History is embodied in this caption, which appears underneath a picture of the simple cabin, and it is unfolded in "Towns of Mount Lassen" ($19.99 in paperback from Arcadia Publishing) by William Shelton. Part of the "Images of America" series, the book includes more than 200 black-and-white photo-graphs, most from Shelton's collection.

According to a news release, Shelton himself "is the curator of his own museum which houses his families' collection (Gathering Grounds Museum in Durham) as well as the Bruce Mansion in Chico." A retired logger with roots in the California timber industry going back six or seven generations, Shelton is "also retired from a second career in law enforcement."

Olson, of Red Bluff, was the author's great aunt; Shelton writes that she "homesteaded on Grassy (Horseshoe) Lake and named Jakie Lake for her son, Jakie Olson."
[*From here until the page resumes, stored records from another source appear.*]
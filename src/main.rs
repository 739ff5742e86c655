use std::path::PathBuf;

use anyhow::{bail, Context, Result};
use clap::{Parser, Subcommand};
use tracing::error;
use tracing_subscriber::{layer::SubscriberExt, util::SubscriberInitExt, EnvFilter};

use microblog_client::client::ApiClient;
use microblog_client::comments::CommentThreads;
use microblog_client::config::Config;
use microblog_client::feed::Feed;
use microblog_client::models::{Comment, Post};
use microblog_client::session::{Session, SessionStore};
use microblog_client::validate::{ImageAttachment, LoginForm, NewPost, RegisterForm};

#[derive(Parser)]
#[command(name = "microblog", version, about = "Client for a microblogging REST API")]
struct Cli {
    #[command(subcommand)]
    command: Command,
}

#[derive(Subcommand)]
enum Command {
    /// Sign in and store the session locally
    Login {
        #[arg(long)]
        username: String,
        #[arg(long)]
        password: String,
    },
    /// Create an account and store its session locally
    Register {
        #[arg(long)]
        name: String,
        #[arg(long)]
        username: String,
        #[arg(long)]
        email: String,
        #[arg(long)]
        password: String,
        #[arg(long)]
        password_confirmation: String,
        /// Avatar image file
        #[arg(long)]
        image: Option<PathBuf>,
    },
    /// Remove the stored session
    Logout,
    /// Show the signed-in user
    Whoami,
    /// Browse the post feed
    Feed {
        /// Number of pages to load
        #[arg(long, default_value_t = 1)]
        pages: u32,
        /// Show each post's comment thread as well
        #[arg(long)]
        comments: bool,
    },
    /// Create a post
    Post {
        #[arg(long)]
        title: Option<String>,
        #[arg(long)]
        body: String,
        /// Image file to attach
        #[arg(long)]
        image: Option<PathBuf>,
    },
    /// Comment on a post
    Comment {
        post_id: u64,
        #[arg(long)]
        body: String,
    },
}

#[tokio::main]
async fn main() {
    if let Err(e) = run().await {
        error!("{e:#}");
        eprintln!("error: {e:#}");
        std::process::exit(1);
    }
}

async fn run() -> Result<()> {
    // Load .env file if present
    let _ = dotenvy::dotenv();

    init_tracing()?;

    let cli = Cli::parse();
    let config = Config::from_env().context("Failed to load configuration")?;
    config.validate().context("Invalid configuration")?;

    let client = ApiClient::new(&config).context("Failed to build API client")?;
    let store = SessionStore::new(&config.session_file);

    match cli.command {
        Command::Login { username, password } => {
            let form = LoginForm { username, password };
            form.validate()?;
            let session = client.login(&form).await?;
            store.save(&session).await?;
            println!("Signed in as {} (@{})", session.user.name, session.user.username);
        }
        Command::Register {
            name,
            username,
            email,
            password,
            password_confirmation,
            image,
        } => {
            let form = RegisterForm {
                name,
                username,
                email,
                password,
                password_confirmation,
                image: read_attachment(image).await?,
            };
            form.validate()?;
            let session = client.register(&form).await?;
            store.save(&session).await?;
            println!("Registered as {} (@{})", session.user.name, session.user.username);
        }
        Command::Logout => {
            store.clear().await?;
            println!("Signed out");
        }
        Command::Whoami => match store.load().await? {
            Some(session) => {
                println!("{} (@{})", session.user.name, session.user.username);
            }
            None => println!("Not signed in"),
        },
        Command::Feed { pages, comments } => {
            run_feed(&client, pages, comments).await?;
        }
        Command::Post { title, body, image } => {
            let new_post = NewPost {
                title,
                body,
                image: read_attachment(image).await?,
            };
            new_post.validate()?;
            let session = require_session(&store).await?;
            let post = client.create_post(&session, &new_post).await?;
            println!("Created post #{}", post.id);
        }
        Command::Comment { post_id, body } => {
            let body = microblog_client::validate::validate_comment(&body)?;
            let session = require_session(&store).await?;
            let mut threads = CommentThreads::new(client);
            let comment = threads.submit(Some(&session), post_id, &body).await?;
            println!("Added comment #{} to post #{}", comment.id, post_id);
        }
    }

    Ok(())
}

async fn run_feed(client: &ApiClient, pages: u32, with_comments: bool) -> Result<()> {
    let mut feed = Feed::new(client.clone());
    let mut threads = CommentThreads::new(client.clone());

    for _ in 0..pages {
        match feed.load_next().await {
            Ok(page) => {
                for post in &page.posts {
                    print_post(post);
                    if with_comments && post.comments_count > 0 {
                        threads.toggle(post.id).await?;
                        for comment in threads.comments(post.id).unwrap_or(&[]) {
                            print_comment(comment);
                        }
                    }
                }
            }
            Err(microblog_client::error::FeedError::NoMorePages) => break,
            Err(e) => return Err(e.into()),
        }
    }

    if feed.cache().next_token().is_some() {
        println!("-- more posts available, rerun with --pages {} --", pages + 1);
    }
    Ok(())
}

fn print_post(post: &Post) {
    println!("#{} {} (@{}) - {}", post.id, post.author.name, post.author.username, post.created_at);
    if let Some(title) = &post.title {
        println!("  {title}");
    }
    println!("  {}", post.body);
    if let Some(url) = post.display_image() {
        println!("  [image] {url}");
    }
    println!("  {} comments", post.comments_count);
    println!();
}

fn print_comment(comment: &Comment) {
    println!("    > {} (@{}): {}", comment.author.name, comment.author.username, comment.body);
}

async fn require_session(store: &SessionStore) -> Result<Session> {
    match store.load().await? {
        Some(session) => Ok(session),
        None => bail!("not signed in - run `microblog login` first"),
    }
}

async fn read_attachment(path: Option<PathBuf>) -> Result<Option<ImageAttachment>> {
    let Some(path) = path else {
        return Ok(None);
    };
    let bytes = tokio::fs::read(&path)
        .await
        .with_context(|| format!("Failed to read image file: {}", path.display()))?;
    let file_name = path
        .file_name()
        .map(|n| n.to_string_lossy().into_owned())
        .unwrap_or_else(|| "image".to_string());
    Ok(Some(ImageAttachment { file_name, bytes }))
}

fn init_tracing() -> Result<()> {
    let filter = EnvFilter::try_from_default_env()
        .unwrap_or_else(|_| EnvFilter::new("warn,microblog_client=info"));

    // Check if JSON logging is requested
    let use_json = std::env::var("LOG_FORMAT")
        .map(|v| matches!(v.to_lowercase().as_str(), "json" | "structured"))
        .unwrap_or(false);

    if use_json {
        tracing_subscriber::registry()
            .with(filter)
            .with(tracing_subscriber::fmt::layer().json())
            .try_init()
            .map_err(|e| anyhow::anyhow!("Failed to initialize tracing: {e}"))?;
    } else {
        tracing_subscriber::registry()
            .with(filter)
            .with(tracing_subscriber::fmt::layer())
            .try_init()
            .map_err(|e| anyhow::anyhow!("Failed to initialize tracing: {e}"))?;
    }

    Ok(())
}
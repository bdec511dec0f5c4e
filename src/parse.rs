//! Conversion of delimited text lines into typed records.
//!
//! One routine covers both uses: training lines carry the label column and
//! become [`Sample`]s, query lines carry features only and become
//! [`Query`]s.

use crate::config::Task;
use crate::error::ParseError;
use crate::schema::{Schema, DELIMITER};
use crate::store::{Sample, Target};

/// A single point to be predicted. One per input line, discarded after the
/// prediction.
#[derive(Debug, Clone, PartialEq)]
pub struct Query {
    pub features: Vec<f64>,
}

/// Parses one training line against `schema`.
///
/// The line must split into exactly `schema.column_count` fields. The field
/// at `label_column` becomes the sample's target, categorical or numeric per
/// the schema's task; every other field parses as a feature. `line_no` is
/// 1-based and is carried into any error.
pub fn parse_training_line(
    line: &str,
    schema: &Schema,
    label_column: usize,
    line_no: usize,
) -> Result<Sample, ParseError> {
    let fields: Vec<&str> = trim_line_end(line).split(DELIMITER).collect();
    if fields.len() != schema.column_count {
        return Err(ParseError::ColumnCountMismatch {
            line: line_no,
            expected: schema.column_count,
            actual: fields.len(),
        });
    }

    let target = match schema.task {
        Task::Classification => Target::Label(fields[label_column].to_string()),
        Task::Regression => Target::Value(parse_number(fields[label_column], label_column, line_no)?),
    };

    let mut features = Vec::with_capacity(schema.feature_count());
    for (column, field) in fields.iter().enumerate() {
        if column != label_column {
            features.push(parse_number(field, column, line_no)?);
        }
    }

    Ok(Sample { features, target })
}

/// Parses one query line against `schema`. Every field is a feature; the
/// expected count is `schema.column_count - 1` since queries carry no label.
pub fn parse_query_line(line: &str, schema: &Schema, line_no: usize) -> Result<Query, ParseError> {
    let fields: Vec<&str> = trim_line_end(line).split(DELIMITER).collect();
    let expected = schema.feature_count();
    if fields.len() != expected {
        return Err(ParseError::ColumnCountMismatch {
            line: line_no,
            expected,
            actual: fields.len(),
        });
    }

    let features = fields
        .iter()
        .enumerate()
        .map(|(column, field)| parse_number(field, column, line_no))
        .collect::<Result<Vec<_>, _>>()?;

    Ok(Query { features })
}

fn parse_number(field: &str, column: usize, line: usize) -> Result<f64, ParseError> {
    field
        .trim()
        .parse::<f64>()
        .map_err(|_| ParseError::InvalidNumber {
            line,
            column,
            raw: field.to_string(),
        })
}

/// Strips trailing `\n` / `\r\n` before splitting.
pub(crate) fn trim_line_end(line: &str) -> &str {
    line.trim_end_matches(['\r', '\n'])
}

#[cfg(test)]
mod tests {
    use super::*;

    fn classification_schema() -> Schema {
        Schema {
            column_count: 3,
            label_column: Some(2),
            has_header: false,
            task: Task::Classification,
        }
    }

    fn regression_schema() -> Schema {
        Schema {
            column_count: 3,
            label_column: Some(1),
            has_header: false,
            task: Task::Regression,
        }
    }

    #[test]
    fn training_line_with_label() {
        let schema = classification_schema();
        let sample = parse_training_line("1.0,2.5,setosa\n", &schema, 2, 1).unwrap();
        assert_eq!(sample.features, vec![1.0, 2.5]);
        assert_eq!(sample.target, Target::Label("setosa".to_string()));
    }

    #[test]
    fn regression_target_in_middle_column_keeps_feature_order() {
        let schema = regression_schema();
        let sample = parse_training_line("1.0,42.0,2.0", &schema, 1, 1).unwrap();
        assert_eq!(sample.features, vec![1.0, 2.0]);
        assert_eq!(sample.target, Target::Value(42.0));
    }

    #[test]
    fn wrong_field_count_names_both_counts() {
        let schema = classification_schema();
        let err = parse_training_line("1.0,setosa", &schema, 2, 7).unwrap_err();
        assert_eq!(
            err,
            ParseError::ColumnCountMismatch {
                line: 7,
                expected: 3,
                actual: 2,
            }
        );
    }

    #[test]
    fn bad_feature_names_column_and_text() {
        let schema = classification_schema();
        let err = parse_training_line("1.0,abc,setosa", &schema, 2, 3).unwrap_err();
        assert_eq!(
            err,
            ParseError::InvalidNumber {
                line: 3,
                column: 1,
                raw: "abc".to_string(),
            }
        );
    }

    #[test]
    fn bad_regression_target_is_reported() {
        let schema = regression_schema();
        let err = parse_training_line("1.0,abc,2.0", &schema, 1, 2).unwrap_err();
        assert_eq!(
            err,
            ParseError::InvalidNumber {
                line: 2,
                column: 1,
                raw: "abc".to_string(),
            }
        );
    }

    #[test]
    fn query_line_has_no_label_column() {
        let schema = classification_schema();
        let query = parse_query_line("1.5,2.5\r\n", &schema, 1).unwrap();
        assert_eq!(query.features, vec![1.5, 2.5]);
    }

    #[test]
    fn query_with_label_count_is_rejected() {
        let schema = classification_schema();
        let err = parse_query_line("1.5,2.5,setosa", &schema, 4).unwrap_err();
        assert_eq!(
            err,
            ParseError::ColumnCountMismatch {
                line: 4,
                expected: 2,
                actual: 3,
            }
        );
    }
}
The book begins with several mesmerizing images of the mountain, which is actually misnamed in the book's title (it's Lassen Peak).
But the story is really about people, and the photographs from the late 19th and early 20th centuries, taken in Lyonsville, Knauss Ranch, Engebretsen Town, Shelton's Camp and other locations, give a glimpse into the difficult life of logging.

Tidbits abound. "Samuel Westrope was born in Grants Lick, Kentucky (in) 1813, and was a cousin of Daniel Boone. Arriving in Chico & in 1864, (he) did not fit into city life, so he sold the family's home and came to what is now Mineral."

Another passage: "The greatest court trial in Tehama County history to this point was over whether Thomas J. Shelton Sr., who was accused of 'stealing and carrying away' 12,600 pine shingles from J.R. Markley, was guilty. He was consequently found not guilty for lack of evidence. This was mainly because the shingles in question had disappeared, having been flumed down to the Sacramento River the previous night."

Trestles, train wrecks, Dolbeer Donkey engines, the Champion Mill -- they're all here, in a volume that ends with a serene picture of the sleeping mountain, 31 years after the eruption.